Saved data entries
○ ○ ○ ○ ○

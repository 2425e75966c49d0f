//! Platform-independent core of the pointer field effect: pointer tracking,
//! trail particles, the proximity field and the enable/disable lifecycle.
//! Nothing here touches the DOM; the web front-end supplies a
//! [`Scheduler`] and a [`Surface`].

pub mod config;
pub mod constants;
pub mod engine;
pub mod field;
pub mod lifecycle;
pub mod overlay;
pub mod particle;
pub mod pointer;
pub mod trail;

pub use config::*;
pub use engine::*;
pub use field::*;
pub use lifecycle::*;
pub use overlay::*;
pub use particle::*;
pub use pointer::*;
pub use trail::*;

○ ○ ○ ○ ○

__Your goal__. Each line above where the word "lifecycle" occurs should be returned in full.

__Result__.
//! trail particles, the proximity field and the enable/disable lifecycle.
pub mod lifecycle;
pub use lifecycle::*;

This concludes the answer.